Task directions: All records are to be retyped faithfully and completely.

***** Record set *****

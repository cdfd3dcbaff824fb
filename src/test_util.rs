use anyhow::{Result, anyhow};
use image::{DynamicImage, GenericImageView, Rgba, RgbaImage};
use std::io::{Cursor, Read, Write};
use std::net::TcpListener;
use std::path::{Path, PathBuf};
use std::sync::Mutex;

use crate::ocr::{ImageDimensions, RawObservation, Recognizer};

pub(crate) fn png_bytes(width: u32, height: u32) -> Vec<u8> {
    let image = RgbaImage::from_pixel(width, height, Rgba([255, 255, 255, 255]));
    let mut out = Cursor::new(Vec::new());
    DynamicImage::ImageRgba8(image)
        .write_to(&mut out, image::ImageFormat::Png)
        .expect("encode png");
    out.into_inner()
}

pub(crate) fn write_png(dir: &Path, name: &str, width: u32, height: u32) -> PathBuf {
    let path = dir.join(name);
    std::fs::write(&path, png_bytes(width, height)).expect("write png");
    path
}

/// Answers one HTTP request on a loopback port with a fixed response and
/// returns the URL to request.
pub(crate) fn serve_once(status: &str, content_type: &str, body: Vec<u8>) -> String {
    let listener = TcpListener::bind("127.0.0.1:0").expect("bind loopback");
    let port = listener.local_addr().expect("local addr").port();
    let head = format!(
        "HTTP/1.1 {}\r\nContent-Type: {}\r\nContent-Length: {}\r\nConnection: close\r\n\r\n",
        status,
        content_type,
        body.len()
    );
    std::thread::spawn(move || {
        let Ok((mut stream, _)) = listener.accept() else {
            return;
        };
        let mut request = Vec::new();
        let mut chunk = [0u8; 1024];
        while !request.windows(4).any(|window| window == b"\r\n\r\n") {
            match stream.read(&mut chunk) {
                Ok(0) | Err(_) => break,
                Ok(read) => request.extend_from_slice(&chunk[..read]),
            }
        }
        let _ = stream.write_all(head.as_bytes());
        let _ = stream.write_all(&body);
        let _ = stream.flush();
    });
    format!("http://127.0.0.1:{}/image.png", port)
}

/// Recognizer returning a canned answer and recording the image sizes it saw.
pub(crate) struct ScriptedRecognizer {
    answer: std::result::Result<Vec<RawObservation>, String>,
    seen: Mutex<Vec<ImageDimensions>>,
}

impl ScriptedRecognizer {
    pub(crate) fn returning(observations: Vec<RawObservation>) -> Self {
        Self {
            answer: Ok(observations),
            seen: Mutex::new(Vec::new()),
        }
    }

    pub(crate) fn failing(message: &str) -> Self {
        Self {
            answer: Err(message.to_string()),
            seen: Mutex::new(Vec::new()),
        }
    }

    pub(crate) fn seen(&self) -> Vec<ImageDimensions> {
        self.seen.lock().expect("seen lock").clone()
    }
}

impl Recognizer for ScriptedRecognizer {
    fn recognize(&self, image: &DynamicImage) -> Result<Vec<RawObservation>> {
        let (width, height) = image.dimensions();
        self.seen
            .lock()
            .expect("seen lock")
            .push(ImageDimensions { width, height });
        self.answer.clone().map_err(|message| anyhow!(message))
    }
}
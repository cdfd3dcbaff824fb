/// Whether two adjacent words need a separating space when rebuilt into a
/// line. Scripts without word spacing (CJK, kana) are joined directly.
pub(super) fn needs_space(left: &str, right: &str) -> bool {
    let last = left.chars().rev().find(|ch| !ch.is_whitespace());
    let first = right.chars().find(|ch| !ch.is_whitespace());
    match (last, first) {
        (Some(a), Some(b)) => !(is_unspaced_script(a) && is_unspaced_script(b)),
        _ => false,
    }
}

fn is_unspaced_script(ch: char) -> bool {
    matches!(
        ch as u32,
        0x4E00..=0x9FFF | 0x3040..=0x30FF | 0x31F0..=0x31FF | 0x3400..=0x4DBF | 0x3000..=0x303F
    )
}
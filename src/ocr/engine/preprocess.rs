use image::DynamicImage;

/// Grayscale copy of `image` with transparency flattened onto white,
/// optionally upscaled, and contrast-stretched for tesseract.
pub(super) fn preprocess_for_ocr(image: &DynamicImage, scale: u32) -> DynamicImage {
    let rgba = image.to_rgba8();
    let (width, height) = rgba.dimensions();
    let mut luma = image::GrayImage::new(width, height);

    for (x, y, pixel) in rgba.enumerate_pixels() {
        let [r, g, b, a] = pixel.0;
        let alpha = a as f32 / 255.0;
        let r = r as f32 * alpha + 255.0 * (1.0 - alpha);
        let g = g as f32 * alpha + 255.0 * (1.0 - alpha);
        let b = b as f32 * alpha + 255.0 * (1.0 - alpha);
        let value = (0.299 * r + 0.587 * g + 0.114 * b).round() as u8;
        luma.put_pixel(x, y, image::Luma([value]));
    }

    let resized = if scale > 1 {
        image::imageops::resize(
            &luma,
            width.saturating_mul(scale),
            height.saturating_mul(scale),
            image::imageops::FilterType::Lanczos3,
        )
    } else {
        luma
    };

    DynamicImage::ImageLuma8(contrast_stretch(resized))
}

/// Upscale factor for narrow images; tesseract struggles with glyphs only a
/// few pixels tall.
pub(super) fn ocr_scale(width: u32) -> u32 {
    let max_width = 6000u32;
    let mut scale = 3u32;
    while width.saturating_mul(scale) > max_width && scale > 1 {
        scale -= 1;
    }
    scale.max(1)
}

fn contrast_stretch(mut image: image::GrayImage) -> image::GrayImage {
    let (min, max) = image
        .pixels()
        .fold((255u8, 0u8), |(min, max), pixel| {
            (min.min(pixel[0]), max.max(pixel[0]))
        });
    if max <= min {
        return image;
    }

    let scale = 255.0 / (max as f32 - min as f32);
    for pixel in image.pixels_mut() {
        pixel[0] = (pixel[0].saturating_sub(min) as f32 * scale).round() as u8;
    }
    image
}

*****

Completed task:
repository cdfd3dcbaff824fb
filename src/test_util.rs
use anyhow::{Result, anyhow};
use image::{DynamicImage, GenericImageView, Rgba, RgbaImage};
use std::io::{Cursor, Read, Write};
use std::net::TcpListener;
use std::path::{Path, PathBuf};
use std::sync::Mutex;

use crate::ocr::{ImageDimensions, RawObservation, Recognizer};

pub(crate) fn png_bytes(width: u32, height: u32) -> Vec<u8> {
    let image = RgbaImage::from_pixel(width, height, Rgba([255, 255, 255, 255]));
    let mut out = Cursor::new(Vec::new());
    DynamicImage::ImageRgba8(image)
        .write_to(&mut out, image::ImageFormat::Png)
        .expect("encode png");
    out.into_inner()
}

pub(crate) fn write_png(dir: &Path, name: &str, width: u32, height: u32) -> PathBuf {
    let path = dir.join(name);
    std::fs::write(&path, png_bytes(width, height)).expect("write png");
    path
}

/// Answers one HTTP request on a loopback port with a fixed response and
/// returns the URL to request.
pub(crate) fn serve_once(status: &str, content_type: &str, body: Vec<u8>) -> String {
    let listener = TcpListener::bind("127.0.0.1:0").expect("bind loopback");
    let port = listener.local_addr().expect("local addr").port();
    let head = format!(
        "HTTP/1.1 {}\r\nContent-Type: {}\r\nContent-Length: {}\r\nConnection: close\r\n\r\n",
        status,
        content_type,
        body.len()
    );
    std::thread::spawn(move || {
        let Ok((mut stream, _)) = listener.accept() else {
            return;
        };
        let mut request = Vec::new();
        let mut chunk = [0u8; 1024];
        while !request.windows(4).any(|window| window == b"\r\n\r\n") {
            match stream.read(&mut chunk) {
                Ok(0) | Err(_) => break,
                Ok(read) => request.extend_from_slice(&chunk[..read]),
            }
        }
        let _ = stream.write_all(head.as_bytes());
        let _ = stream.write_all(&body);
        let _ = stream.flush();
    });
    format!("http://127.0.0.1:{}/image.png", port)
}

/// Recognizer returning a canned answer and recording the image sizes it saw.
pub(crate) struct ScriptedRecognizer {
    answer: std::result::Result<Vec<RawObservation>, String>,
    seen: Mutex<Vec<ImageDimensions>>,
}

impl ScriptedRecognizer {
    pub(crate) fn returning(observations: Vec<RawObservation>) -> Self {
        Self {
            answer: Ok(observations),
            seen: Mutex::new(Vec::new()),
        }
    }

    pub(crate) fn failing(message: &str) -> Self {
        Self {
            answer: Err(message.to_string()),
            seen: Mutex::new(Vec::new()),
        }
    }

    pub(crate) fn seen(&self) -> Vec<ImageDimensions> {
        self.seen.lock().expect("seen lock").clone()
    }
}

impl Recognizer for ScriptedRecognizer {
    fn recognize(&self, image: &DynamicImage) -> Result<Vec<RawObservation>> {
        let (width, height) = image.dimensions();
        self.seen
            .lock()
            .expect("seen lock")
            .push(ImageDimensions { width, height });
        self.answer.clone().map_err(|message| anyhow!(message))
    }
}
repository cdfd3dcbaff824fb
/// Whether two adjacent words need a separating space when rebuilt into a
/// line. Scripts without word spacing (CJK, kana) are joined directly.
pub(super) fn needs_space(left: &str, right: &str) -> bool {
    let last = left.chars().rev().find(|ch| !ch.is_whitespace());
    let first = right.chars().find(|ch| !ch.is_whitespace());
    match (last, first) {
        (Some(a), Some(b)) => !(is_unspaced_script(a) && is_unspaced_script(b)),
        _ => false,
    }
}

fn is_unspaced_script(ch: char) -> bool {
    matches!(
        ch as u32,
        0x4E00..=0x9FFF | 0x3040..=0x30FF | 0x31F0..=0x31FF | 0x3400..=0x4DBF | 0x3000..=0x303F
    )
}
filename src/ocr/engine/preprocess.rs
use image::DynamicImage;

/// Grayscale copy of `image` with transparency flattened onto white,
/// optionally upscaled, and contrast-stretched for tesseract.
pub(super) fn preprocess_for_ocr(image: &DynamicImage, scale: u32) -> DynamicImage {
    let rgba = image.to_rgba8();
    let (width, height) = rgba.dimensions();
    let mut luma = image::GrayImage::new(width, height);

    for (x, y, pixel) in rgba.enumerate_pixels() {
        let [r, g, b, a] = pixel.0;
        let alpha = a as f32 / 255.0;
        let r = r as f32 * alpha + 255.0 * (1.0 - alpha);
        let g = g as f32 * alpha + 255.0 * (1.0 - alpha);
        let b = b as f32 * alpha + 255.0 * (1.0 - alpha);
        let value = (0.299 * r + 0.587 * g + 0.114 * b).round() as u8;
        luma.put_pixel(x, y, image::Luma([value]));
    }

    let resized = if scale > 1 {
        image::imageops::resize(
            &luma,
            width.saturating_mul(scale),
            height.saturating_mul(scale),
            image::imageops::FilterType::Lanczos3,
        )
    } else {
        luma
    };

    DynamicImage::ImageLuma8(contrast_stretch(resized))
}

/// Upscale factor for narrow images; tesseract struggles with glyphs only a
/// few pixels tall.
pub(super) fn ocr_scale(width: u32) -> u32 {
    let max_width = 6000u32;
    let mut scale = 3u32;
    while width.saturating_mul(scale) > max_width && scale > 1 {
        scale -= 1;
    }
    scale.max(1)
}

fn contrast_stretch(mut image: image::GrayImage) -> image::GrayImage {
    let (min, max) = image
        .pixels()
        .fold((255u8, 0u8), |(min, max), pixel| {
            (min.min(pixel[0]), max.max(pixel[0]))
        });
    if max <= min {
        return image;
    }

    let scale = 255.0 / (max as f32 - min as f32);
    for pixel in image.pixels_mut() {
        pixel[0] = (pixel[0].saturating_sub(min) as f32 * scale).round() as u8;
    }
    image
}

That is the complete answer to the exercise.